*Available data*:

//! Cursor-based replay of a heap trace
//!
//! The controller owns a cursor counting how many steps of the loaded trace
//! have been visited (`0 <= cursor <= len`). While playing, every tick renders
//! the step under the cursor, advances it and schedules the next tick one
//! [`Speed::delay`] later. The tick that finds the cursor at the end completes
//! playback, so the final step stays on screen for a full delay first.
//!
//! Time is supplied by the caller (`now`), which keeps the controller
//! deterministic and usable from any event loop.

use super::renderer::StepRenderer;
use super::speed::Speed;
use super::ticker::Ticker;
use crate::heap::{AnimationStep, Trace};
use std::rc::Rc;
use std::time::Instant;
use tracing::trace;

/// Where playback currently is
#[derive(Debug, Clone, Copy, PartialEq, Eq)]
pub enum PlaybackState {
    /// No trace loaded
    Idle,
    Playing,
    Paused,
    /// Playback ran to the end of the trace
    Finished,
}

#[derive(Debug)]
pub struct PlaybackController {
    trace: Trace,
    cursor: usize,
    state: PlaybackState,
    speed: Speed,
    ticker: Ticker,
    last_rendered: Option<usize>,
}

impl PlaybackController {
    pub fn new(speed: Speed) -> Self {
        PlaybackController {
            trace: Rc::new(Vec::new()),
            cursor: 0,
            state: PlaybackState::Idle,
            speed,
            ticker: Ticker::new(),
            last_rendered: None,
        }
    }

    /// Load `trace` and rewind without rendering anything
    pub fn load(&mut self, trace: Trace) {
        self.ticker.cancel();
        self.trace = trace;
        self.cursor = 0;
        self.last_rendered = None;
        self.state = PlaybackState::Paused;
    }

    /// Load `trace`, rewind and start playing; step 0 is rendered immediately
    pub fn play<R: StepRenderer>(&mut self, trace: Trace, now: Instant, renderer: &mut R) {
        self.load(trace);
        self.state = PlaybackState::Playing;
        self.ticker.schedule(now);
        self.advance(now, renderer);
    }

    /// Stop scheduling without moving the cursor
    pub fn pause(&mut self) {
        self.ticker.cancel();
        if self.state == PlaybackState::Playing {
            self.state = PlaybackState::Paused;
        }
    }

    /// Continue playing from the current cursor
    pub fn resume<R: StepRenderer>(&mut self, now: Instant, renderer: &mut R) {
        if self.trace.is_empty() {
            return;
        }
        self.state = PlaybackState::Playing;
        self.ticker.schedule(now);
        self.advance(now, renderer);
    }

    /// Pause if playing, otherwise resume when there is something to play
    pub fn toggle<R: StepRenderer>(&mut self, now: Instant, renderer: &mut R) {
        if self.is_playing() {
            self.pause();
        } else if !self.trace.is_empty() {
            self.resume(now, renderer);
        }
    }

    /// Discard any pending tick before the trace is superseded
    pub fn cancel(&mut self) {
        self.pause();
    }

    /// Fire the pending tick if it is due. Returns true if a tick fired.
    pub fn advance<R: StepRenderer>(&mut self, now: Instant, renderer: &mut R) -> bool {
        if self.state != PlaybackState::Playing || !self.ticker.poll(now) {
            return false;
        }

        if self.cursor >= self.trace.len() {
            self.complete(renderer);
            return true;
        }

        let position = self.cursor;
        trace!(position, total = self.trace.len(), "playback tick");
        renderer.render(position, &self.trace[position]);
        self.last_rendered = Some(position);
        self.cursor += 1;
        self.ticker.schedule(now + self.speed.delay());
        true
    }

    /// Pause and render the next step. No-op at the end of the trace.
    pub fn step_forward<R: StepRenderer>(&mut self, renderer: &mut R) {
        if self.cursor >= self.trace.len() {
            return;
        }
        self.pause();
        self.state = PlaybackState::Paused;
        self.cursor += 1;
        let position = self.cursor - 1;
        renderer.render(position, &self.trace[position]);
        self.last_rendered = Some(position);
    }

    /// Pause, move back one step and render the step at the new cursor.
    /// No-op at the start of the trace.
    pub fn step_backward<R: StepRenderer>(&mut self, renderer: &mut R) {
        if self.cursor == 0 {
            return;
        }
        self.pause();
        self.state = PlaybackState::Paused;
        self.cursor -= 1;
        let position = self.cursor;
        renderer.render(position, &self.trace[position]);
        self.last_rendered = Some(position);
    }

    /// Stop, drop the trace and rewind
    pub fn reset<R: StepRenderer>(&mut self, renderer: &mut R) {
        self.ticker.cancel();
        self.trace = Rc::new(Vec::new());
        self.cursor = 0;
        self.last_rendered = None;
        self.state = PlaybackState::Idle;
        renderer.clear();
    }

    /// Change the pace; the pending deadline is left alone
    pub fn set_speed(&mut self, speed: Speed) {
        self.speed = speed;
    }

    pub fn speed(&self) -> Speed {
        self.speed
    }

    pub fn cursor(&self) -> usize {
        self.cursor
    }

    pub fn len(&self) -> usize {
        self.trace.len()
    }

    pub fn is_empty(&self) -> bool {
        self.trace.is_empty()
    }

    pub fn state(&self) -> PlaybackState {
        self.state
    }

    pub fn is_playing(&self) -> bool {
        self.state == PlaybackState::Playing
    }

    pub fn is_at_end(&self) -> bool {
        self.cursor == self.trace.len()
    }

    /// The step most recently handed to the renderer
    pub fn current_step(&self) -> Option<&AnimationStep> {
        self.last_rendered.and_then(|i| self.trace.get(i))
    }

    pub fn next_due(&self) -> Option<Instant> {
        self.ticker.next_due()
    }

    fn complete<R: StepRenderer>(&mut self, renderer: &mut R) {
        self.ticker.cancel();
        self.state = PlaybackState::Finished;
        let mark_all_sorted = self
            .trace
            .last()
            .is_some_and(AnimationStep::is_sort_complete);
        trace!(mark_all_sorted, "playback complete");
        renderer.finish(mark_all_sorted);
    }
}

impl Default for PlaybackController {
    fn default() -> Self {
        Self::new(Speed::default())
    }
}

*Task directions*: Each record above should be reproduced in full, exactly as it stands.

*Answer section*:
//! Cursor-based replay of a heap trace
//!
//! The controller owns a cursor counting how many steps of the loaded trace
//! have been visited (`0 <= cursor <= len`). While playing, every tick renders
//! the step under the cursor, advances it and schedules the next tick one
//! [`Speed::delay`] later. The tick that finds the cursor at the end completes
//! playback, so the final step stays on screen for a full delay first.
//!
//! Time is supplied by the caller (`now`), which keeps the controller
//! deterministic and usable from any event loop.

use super::renderer::StepRenderer;
use super::speed::Speed;
use super::ticker::Ticker;
use crate::heap::{AnimationStep, Trace};
use std::rc::Rc;
use std::time::Instant;
use tracing::trace;

/// Where playback currently is
#[derive(Debug, Clone, Copy, PartialEq, Eq)]
pub enum PlaybackState {
    /// No trace loaded
    Idle,
    Playing,
    Paused,
    /// Playback ran to the end of the trace
    Finished,
}

#[derive(Debug)]
pub struct PlaybackController {
    trace: Trace,
    cursor: usize,
    state: PlaybackState,
    speed: Speed,
    ticker: Ticker,
    last_rendered: Option<usize>,
}

impl PlaybackController {
    pub fn new(speed: Speed) -> Self {
        PlaybackController {
            trace: Rc::new(Vec::new()),
            cursor: 0,
            state: PlaybackState::Idle,
            speed,
            ticker: Ticker::new(),
            last_rendered: None,
        }
    }

    /// Load `trace` and rewind without rendering anything
    pub fn load(&mut self, trace: Trace) {
        self.ticker.cancel();
        self.trace = trace;
        self.cursor = 0;
        self.last_rendered = None;
        self.state = PlaybackState::Paused;
    }

    /// Load `trace`, rewind and start playing; step 0 is rendered immediately
    pub fn play<R: StepRenderer>(&mut self, trace: Trace, now: Instant, renderer: &mut R) {
        self.load(trace);
        self.state = PlaybackState::Playing;
        self.ticker.schedule(now);
        self.advance(now, renderer);
    }

    /// Stop scheduling without moving the cursor
    pub fn pause(&mut self) {
        self.ticker.cancel();
        if self.state == PlaybackState::Playing {
            self.state = PlaybackState::Paused;
        }
    }

    /// Continue playing from the current cursor
    pub fn resume<R: StepRenderer>(&mut self, now: Instant, renderer: &mut R) {
        if self.trace.is_empty() {
            return;
        }
        self.state = PlaybackState::Playing;
        self.ticker.schedule(now);
        self.advance(now, renderer);
    }

    /// Pause if playing, otherwise resume when there is something to play
    pub fn toggle<R: StepRenderer>(&mut self, now: Instant, renderer: &mut R) {
        if self.is_playing() {
            self.pause();
        } else if !self.trace.is_empty() {
            self.resume(now, renderer);
        }
    }

    /// Discard any pending tick before the trace is superseded
    pub fn cancel(&mut self) {
        self.pause();
    }

    /// Fire the pending tick if it is due. Returns true if a tick fired.
    pub fn advance<R: StepRenderer>(&mut self, now: Instant, renderer: &mut R) -> bool {
        if self.state != PlaybackState::Playing || !self.ticker.poll(now) {
            return false;
        }

        if self.cursor >= self.trace.len() {
            self.complete(renderer);
            return true;
        }

        let position = self.cursor;
        trace!(position, total = self.trace.len(), "playback tick");
        renderer.render(position, &self.trace[position]);
        self.last_rendered = Some(position);
        self.cursor += 1;
        self.ticker.schedule(now + self.speed.delay());
        true
    }

    /// Pause and render the next step. No-op at the end of the trace.
    pub fn step_forward<R: StepRenderer>(&mut self, renderer: &mut R) {
        if self.cursor >= self.trace.len() {
            return;
        }
        self.pause();
        self.state = PlaybackState::Paused;
        self.cursor += 1;
        let position = self.cursor - 1;
        renderer.render(position, &self.trace[position]);
        self.last_rendered = Some(position);
    }

    /// Pause, move back one step and render the step at the new cursor.
    /// No-op at the start of the trace.
    pub fn step_backward<R: StepRenderer>(&mut self, renderer: &mut R) {
        if self.cursor == 0 {
            return;
        }
        self.pause();
        self.state = PlaybackState::Paused;
        self.cursor -= 1;
        let position = self.cursor;
        renderer.render(position, &self.trace[position]);
        self.last_rendered = Some(position);
    }

    /// Stop, drop the trace and rewind
    pub fn reset<R: StepRenderer>(&mut self, renderer: &mut R) {
        self.ticker.cancel();
        self.trace = Rc::new(Vec::new());
        self.cursor = 0;
        self.last_rendered = None;
        self.state = PlaybackState::Idle;
        renderer.clear();
    }

    /// Change the pace; the pending deadline is left alone
    pub fn set_speed(&mut self, speed: Speed) {
        self.speed = speed;
    }

    pub fn speed(&self) -> Speed {
        self.speed
    }

    pub fn cursor(&self) -> usize {
        self.cursor
    }

    pub fn len(&self) -> usize {
        self.trace.len()
    }

    pub fn is_empty(&self) -> bool {
        self.trace.is_empty()
    }

    pub fn state(&self) -> PlaybackState {
        self.state
    }

    pub fn is_playing(&self) -> bool {
        self.state == PlaybackState::Playing
    }

    pub fn is_at_end(&self) -> bool {
        self.cursor == self.trace.len()
    }

    /// The step most recently handed to the renderer
    pub fn current_step(&self) -> Option<&AnimationStep> {
        self.last_rendered.and_then(|i| self.trace.get(i))
    }

    pub fn next_due(&self) -> Option<Instant> {
        self.ticker.next_due()
    }

    fn complete<R: StepRenderer>(&mut self, renderer: &mut R) {
        self.ticker.cancel();
        self.state = PlaybackState::Finished;
        let mark_all_sorted = self
            .trace
            .last()
            .is_some_and(AnimationStep::is_sort_complete);
        trace!(mark_all_sorted, "playback complete");
        renderer.finish(mark_all_sorted);
    }
}

impl Default for PlaybackController {
    fn default() -> Self {
        Self::new(Speed::default())
    }
}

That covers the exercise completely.